**PROBLEM STATEMENT:** Where does the word "Protocol" occur in the material? Copy each line that has it.
[GIVEN ENTRIES Boundary: Start]
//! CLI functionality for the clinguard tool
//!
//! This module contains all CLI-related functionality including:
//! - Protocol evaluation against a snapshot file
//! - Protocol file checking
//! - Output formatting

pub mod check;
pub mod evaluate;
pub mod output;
[GIVEN ENTRIES Boundary: End]
**REPLY:**
//! - Protocol evaluation against a snapshot file
//! - Protocol file checking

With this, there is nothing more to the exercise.